After calling "no mas" early yesterday I was anxious to get started today. So early to bed, early to rise makes a man tired all morning but puts miles on the odometer before lunch. My chore was to finish navigating the coast of upper lower Michigan, cross the Mackinaw Bridge, then pursue the lower Upper Michigan coast. Doesn't make sense? You may need some remedial geography.
It was just about a hundred miles from Alpena to Mackinaw City at the south end of the bridge. By starting out at 7a.m. I was able to knock out that section before breakfast. Then, after refueling I crossed the iconic Mackinaw Bridge (it must be iconic, they charge a toll to cross it). 

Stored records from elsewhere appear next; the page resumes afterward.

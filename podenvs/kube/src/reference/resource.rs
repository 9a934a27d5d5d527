use std::collections::BTreeMap;

use k8s_openapi::{
    api::core::v1::Container,
    apimachinery::pkg::api::resource::Quantity,
};

use crate::{
    error::ReferenceError,
    quantity::{ceil_div, ParsedQuantity},
};

fn resource_quantity(
    resources: Option<&BTreeMap<String, Quantity>>,
    name: &str,
) -> Result<ParsedQuantity, ReferenceError> {
    resources
        .and_then(|resources| resources.get(name))
        .map(|Quantity(quantity)| quantity.parse())
        .unwrap_or(Ok(ParsedQuantity::ZERO))
}

/// Computes the value of a `resourceFieldRef` against `container`.
///
/// CPU is scaled through milli-units so that `divisor: 1m` yields millicores, everything else
/// through whole units. Both round up. Resources the container does not set count as zero.
pub fn extract_container_resource_value(
    container: &Container,
    resource: &str,
    divisor: Option<&Quantity>,
) -> Result<String, ReferenceError> {
    let divisor = match divisor {
        Some(Quantity(raw)) => {
            let parsed = raw.parse::<ParsedQuantity>()?;
            if parsed.is_zero() {
                ParsedQuantity::ONE
            } else if parsed.is_positive() {
                parsed
            } else {
                return Err(ReferenceError::InvalidQuantity(raw.clone()));
            }
        }
        None => ParsedQuantity::ONE,
    };

    let (section, name) = resource
        .split_once('.')
        .ok_or_else(|| ReferenceError::UnsupportedResource(resource.to_owned()))?;

    let requirements = container.resources.as_ref();
    let resources = match section {
        "limits" => requirements.and_then(|requirements| requirements.limits.as_ref()),
        "requests" => requirements.and_then(|requirements| requirements.requests.as_ref()),
        _ => return Err(ReferenceError::UnsupportedResource(resource.to_owned())),
    };

    let value = match name {
        "cpu" => {
            let quantity = resource_quantity(resources, name)?;
            ceil_div(quantity.milli_value(), divisor.milli_value())
        }
        "memory" | "ephemeral-storage" => {
            let quantity = resource_quantity(resources, name)?;
            ceil_div(quantity.value(), divisor.value())
        }
        _ => return Err(ReferenceError::UnsupportedResource(resource.to_owned())),
    };

    Ok(value.to_string())
}
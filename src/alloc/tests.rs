use crate::alloc::{allocate, Outcome, RomFile};
use crate::plan::{plan, ChipProfile, ChipSize, MenuVariant};
use std::path::PathBuf;

fn rom(name: &str, kb: u64) -> RomFile {
    RomFile::new(PathBuf::from(name), kb * 1024)
}

fn dynamic_profile() -> ChipProfile {
    plan(ChipSize::Kb2048, MenuVariant::DynamicMulti, 32 * 1024).unwrap()
}

fn static_profile() -> ChipProfile {
    plan(ChipSize::Kb2048, MenuVariant::Static3, 512 * 1024).unwrap()
}

#[test]
fn first_fit_in_bank_order() {
    // 100kb lands in bank 0 (480kb free), 450kb skips bank 0 (380kb left)
    // and bank 1 (256kb usable), lands in bank 2, and 50kb backfills bank 0.
    let profile = dynamic_profile();
    let candidates = vec![rom("a.gb", 100), rom("b.gb", 450), rom("c.gb", 50)];
    let allocation = allocate(&profile, &candidates);

    assert_eq!(
        allocation.outcomes(),
        &[Outcome::Accepted(0), Outcome::Accepted(2), Outcome::Accepted(0)]
    );

    let banks = allocation.placement().banks();
    assert_eq!(banks[0].free(), 330 * 1024);
    assert_eq!(banks[2].free(), 62 * 1024);
    assert!(allocation.is_complete());
}

#[test]
fn oversized_rom_is_rejected_outright() {
    // 600kb exceeds the 512kb a fully free bank can offer.
    let profile = dynamic_profile();
    let candidates = vec![rom("big.gb", 600)];
    let allocation = allocate(&profile, &candidates);

    assert_eq!(allocation.outcomes(), &[Outcome::RomTooLarge]);
    assert_eq!(allocation.rejected().collect::<Vec<_>>(), vec![0]);
}

#[test]
fn rejection_leaves_banks_untouched() {
    let profile = dynamic_profile();
    let fresh = allocate(&profile, &[]);
    let candidates = vec![rom("big.gb", 600), rom("small.gb", 100)];
    let allocation = allocate(&profile, &candidates);

    assert_eq!(
        allocation.outcomes(),
        &[Outcome::RomTooLarge, Outcome::Accepted(0)]
    );

    // Only the accepted ROM may have moved any counters.
    for (bank, empty) in allocation
        .placement()
        .banks()
        .iter()
        .zip(fresh.placement().banks())
    {
        let expected = match bank.index() {
            0 => empty.free() - 100 * 1024,
            _ => empty.free(),
        };
        assert_eq!(bank.free(), expected);
    }
}

#[test]
fn exhaustion_is_per_candidate_and_recoverable() {
    // Four 400kb ROMs: bank 0 holds one (480kb free), bank 1 cannot
    // (256kb usable), banks 2 and 3 hold one each, the fourth is rejected
    // without disturbing anything.
    let profile = dynamic_profile();
    let candidates = vec![
        rom("a.gb", 400),
        rom("b.gb", 400),
        rom("c.gb", 400),
        rom("d.gb", 400),
    ];
    let allocation = allocate(&profile, &candidates);

    assert_eq!(
        allocation.outcomes(),
        &[
            Outcome::Accepted(0),
            Outcome::Accepted(2),
            Outcome::Accepted(3),
            Outcome::AllocationExhausted,
        ]
    );
    assert!(!allocation.is_complete());
}

#[test]
fn static3_holds_one_rom_per_game_bank() {
    // Both ROMs would fit bank 1 by byte count, but the static menu expects
    // exactly one game at the start of each bank.
    let profile = static_profile();
    let candidates = vec![rom("a.gb", 100), rom("b.gb", 100)];
    let allocation = allocate(&profile, &candidates);

    assert_eq!(
        allocation.outcomes(),
        &[Outcome::Accepted(1), Outcome::Accepted(2)]
    );
}

#[test]
fn static3_never_assigns_to_the_menu_bank() {
    let profile = static_profile();
    let candidates = vec![
        rom("a.gb", 512),
        rom("b.gb", 512),
        rom("c.gb", 512),
        rom("d.gb", 64),
    ];
    let allocation = allocate(&profile, &candidates);

    assert_eq!(
        allocation.outcomes(),
        &[
            Outcome::Accepted(1),
            Outcome::Accepted(2),
            Outcome::Accepted(3),
            Outcome::AllocationExhausted,
        ]
    );
    assert!(allocation.placement().banks()[0].roms().is_empty());
}

#[test]
fn candidate_order_is_preserved_within_a_bank() {
    let profile = dynamic_profile();
    let candidates = vec![rom("first.gb", 50), rom("second.gb", 30), rom("third.gb", 20)];
    let allocation = allocate(&profile, &candidates);

    let names: Vec<String> = allocation.placement().banks()[0]
        .roms()
        .iter()
        .map(|rom| rom.name())
        .collect();

    assert_eq!(names, vec!["first.gb", "second.gb", "third.gb"]);
}

#[test]
fn no_backtracking_for_earlier_rejections() {
    // The 500kb ROM exhausts every bank it could use before the 10kb ROM is
    // seen; the 10kb ROM still lands in an earlier bank. Single forward
    // pass, by design.
    let profile = dynamic_profile();
    let candidates = vec![
        rom("a.gb", 480),
        rom("b.gb", 500),
        rom("c.gb", 500),
        rom("d.gb", 500),
        rom("e.gb", 10),
    ];
    let allocation = allocate(&profile, &candidates);

    assert_eq!(
        allocation.outcomes(),
        &[
            Outcome::Accepted(0),
            Outcome::Accepted(2),
            Outcome::Accepted(3),
            Outcome::AllocationExhausted,
            Outcome::Accepted(1),
        ]
    );
}

#[test]
fn empty_candidate_list_is_complete() {
    let profile = dynamic_profile();
    let allocation = allocate(&profile, &[]);

    assert!(allocation.is_complete());
    assert_eq!(allocation.rejected().count(), 0);
}
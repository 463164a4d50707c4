//! Project file structures

mod build;
mod repr;

pub use build::Build;
pub use repr::Project;
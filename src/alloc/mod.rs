//! First-fit allocation of game ROMs across flash banks.
//!
//! Allocation is a single forward pass: each candidate, in caller order, is
//! placed into the lowest-numbered bank with room for it, or rejected with a
//! structured outcome. There is no backtracking and no attempt at optimal
//! packing; a later, smaller ROM may claim space an earlier, larger rejected
//! ROM could not use, and that behavior is deliberate.

use crate::plan::{BankSpec, ChipProfile};
use std::path::{Path, PathBuf};
use std::{fs, io};

#[cfg(test)]
mod tests;

/// A candidate game ROM, identified by path and on-disk byte length.
///
/// The length is recorded once, when the candidate is first seen; the
/// assembler re-checks it against the file before copying any bytes.
#[derive(Clone, Debug, PartialEq, Eq)]
pub struct RomFile {
    path: PathBuf,
    size: u64,
}

impl RomFile {
    pub fn new(path: PathBuf, size: u64) -> Self {
        RomFile { path, size }
    }

    /// Stat a ROM file on disk, recording its current byte length.
    pub fn from_path<P: AsRef<Path>>(path: P) -> io::Result<Self> {
        let path = path.as_ref().to_path_buf();
        let size = fs::metadata(&path)?.len();

        Ok(RomFile { path, size })
    }

    pub fn path(&self) -> &Path {
        &self.path
    }

    pub fn size(&self) -> u64 {
        self.size
    }

    /// Yield the file name for menus and reports.
    pub fn name(&self) -> String {
        self.path
            .file_name()
            .map(|name| name.to_string_lossy().into_owned())
            .unwrap_or_else(|| self.path.display().to_string())
    }
}

/// A bank and the ROMs assigned to it so far.
#[derive(Clone, Debug)]
pub struct Bank {
    spec: BankSpec,
    roms: Vec<RomFile>,
    used: u64,
}

impl Bank {
    fn new(spec: BankSpec) -> Self {
        Bank {
            spec,
            roms: Vec::new(),
            used: 0,
        }
    }

    pub fn index(&self) -> usize {
        self.spec.index()
    }

    pub fn capacity(&self) -> u64 {
        self.spec.capacity()
    }

    pub fn reserved(&self) -> u64 {
        self.spec.reserved()
    }

    /// Bytes still available to game content.
    pub fn free(&self) -> u64 {
        self.spec.free() - self.used
    }

    /// ROMs assigned to this bank, in assignment order.
    pub fn roms(&self) -> &[RomFile] {
        &self.roms
    }

    fn accepts(&self, rom: &RomFile) -> bool {
        if let Some(max) = self.spec.max_roms() {
            if self.roms.len() >= max {
                return false;
            }
        }

        rom.size() <= self.free()
    }

    fn assign(&mut self, rom: RomFile) {
        self.used += rom.size();
        self.roms.push(rom);
    }
}

/// The finalized assignment of accepted ROMs to banks, in bank order.
#[derive(Clone, Debug)]
pub struct Placement {
    banks: Vec<Bank>,
}

impl Placement {
    fn new(profile: &ChipProfile) -> Self {
        Placement {
            banks: profile.banks().iter().map(|spec| Bank::new(*spec)).collect(),
        }
    }

    pub fn banks(&self) -> &[Bank] {
        &self.banks
    }
}

/// Per-candidate allocation outcome.
#[derive(Copy, Clone, Debug, PartialEq, Eq)]
pub enum Outcome {
    /// The candidate was assigned to the bank with the given index.
    Accepted(usize),

    /// The candidate exceeds the largest capacity any bank could ever offer
    /// and can never be placed, regardless of what else is selected.
    RomTooLarge,

    /// The candidate would fit an empty bank, but every bank that could hold
    /// it is already too full.
    AllocationExhausted,
}

impl Outcome {
    pub fn is_accepted(self) -> bool {
        matches!(self, Outcome::Accepted(_))
    }
}

/// The result of one allocation pass.
///
/// Outcomes are parallel to the candidate list handed to [`allocate`], so a
/// driver can re-offer exactly the rejected candidates.
#[derive(Clone, Debug)]
pub struct Allocation {
    placement: Placement,
    outcomes: Vec<Outcome>,
}

impl Allocation {
    pub fn placement(&self) -> &Placement {
        &self.placement
    }

    pub fn outcomes(&self) -> &[Outcome] {
        &self.outcomes
    }

    /// Whether every candidate was accepted.
    pub fn is_complete(&self) -> bool {
        self.outcomes.iter().all(|outcome| outcome.is_accepted())
    }

    /// Indices of rejected candidates, in candidate order.
    pub fn rejected(&self) -> impl Iterator<Item = usize> + '_ {
        self.outcomes
            .iter()
            .enumerate()
            .filter(|(_, outcome)| !outcome.is_accepted())
            .map(|(index, _)| index)
    }
}

/// Assign each candidate to the first bank with room for it.
///
/// Candidates are processed strictly in the order given and banks are
/// scanned in ascending index order. A rejected candidate leaves every
/// bank's remaining capacity untouched.
pub fn allocate(profile: &ChipProfile, candidates: &[RomFile]) -> Allocation {
    let mut placement = Placement::new(profile);
    let max_rom = profile.max_rom_size();
    let mut outcomes = Vec::with_capacity(candidates.len());

    for rom in candidates {
        if rom.size() > max_rom {
            outcomes.push(Outcome::RomTooLarge);
            continue;
        }

        match placement.banks.iter_mut().find(|bank| bank.accepts(rom)) {
            Some(bank) => {
                outcomes.push(Outcome::Accepted(bank.index()));
                bank.assign(rom.clone());
            }
            None => outcomes.push(Outcome::AllocationExhausted),
        }
    }

    Allocation {
        placement,
        outcomes,
    }
}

After stopping to take a couple of pictures I was ready to head to Sault St. Marie (for any fans of phonics, that's Sue Saint Maree). But I was to take the scenic route, so the 50 miles claimed by the street sign turned into 130 miles by the time I arrived at the locks. That may give you a feel for how this trip lays out. Direct and Scenic are seldom one and the same.
I forgot to start my Strava program this morning (so it's missing the first 20 miles) but my route did a pretty good approximation of the outline of the U.P. I rode along the north shore of Lake Huron until I reached DeTour Village, Michigan. It is the eastern most point on the mainland of Michigan. In DeTour Village I went to the local museum and asked if there was a story behind the choice of name for the village. There is.
Next I headed about 10 miles back from whence I came and headed north on Michigan 48. What's that? You want to know the story of DeTour Village? You should have spoken up (or U.P.).
The Indians named the area before they became Native Americans, based on the fact that the shoreline turns and heads up the river. The Native American word is  Gothiswaythenmakeabigsweepingrighthanderovertherebyrunningbear, meaning The Turn. When early inhabitants (many of whom were French Canadian) could not print post cards large enough to allow the name to be printed, they renamed the town Detour, the French term for The Turn. Because the U.S.Postal service did not speak French (and had yet to learn that the Indians had, almost overnight, turned into Native Americans) they routinely failed to deliver the mail, thinking instead that the mail was being forwarded, or detoured. So the town once again changed it's name from Detour to DeTour. This worked better but, in an attempt to sell the populace more pre-labeled envelopes, they changed it yet again to DeTour Village. There is movement afoot to change it again to DeTour De Village, I believe. Kinda rolls off the tongue doesn't it?
So rather than take the ferry to Drummond Island (where Mr. D and Willis still live) across a channel narrow enough that Scott Pressman could walk across it, I called it good enough and headed west as described above. M-48 led to another road which eventually put me in Sault St. Marie, where I visited the locks and bagels. 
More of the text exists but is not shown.